When "GestureDetector" occurs in a line of the material, copy that line.

── Source data

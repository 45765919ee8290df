//! Shake Gesture Engine Library
//!
//! A lightweight shake-to-toggle recognizer for mobile torch utilities. It
//! consumes a raw accelerometer stream one sample at a time and calls back
//! whenever the user completes a deliberate shake.
//!
//! # Design Philosophy
//!
//! - **Push-driven**: The host's sensor listener calls [`GestureDetector::ingest`];
//!   the detector owns no thread and never blocks.
//! - **One engine, two tiers**: A single-jolt policy and a double-shake policy
//!   share the same input contract, history and cooldown gate.
//! - **Battery awareness**: O(1) processing per sample with a fixed-size history.
//! - **Noise, not errors**: Sensor glitches are treated as non-peaks.
//!
//! # Example
//!
//! ```
//! use shake_sensing::{AccelSample, GestureDetector};
//!
//! let mut toggles = 0;
//! let mut detector = GestureDetector::single_jolt(50.0, || toggles += 1);
//!
//! detector.ingest(&AccelSample::new(1000, [0.0, 0.0, 0.0]));
//! detector.ingest(&AccelSample::new(3000, [60.0, 0.0, 0.0]));
//! drop(detector);
//!
//! assert_eq!(toggles, 1);
//! ```

pub mod config;
pub mod detector;
pub mod error;
pub mod ffi;
pub mod history;
pub mod replay;
pub mod types;


// Re-export commonly used types
pub use config::{DetectorConfig, RecognitionPolicy, Sensitivity};
pub use detector::{GestureDetector, ShakeSequence};
pub use error::{ConfigError, ReplayError};
pub use history::HistoryBuffer;
pub use replay::GestureEvent;
pub use types::{AccelSample, MotionDelta, ShakeDirection};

────

*Solution*.
//! - **Push-driven**: The host's sensor listener calls [`GestureDetector::ingest`];
//! use shake_sensing::{AccelSample, GestureDetector};
//! let mut detector = GestureDetector::single_jolt(50.0, || toggles += 1);
pub use detector::{GestureDetector, ShakeSequence};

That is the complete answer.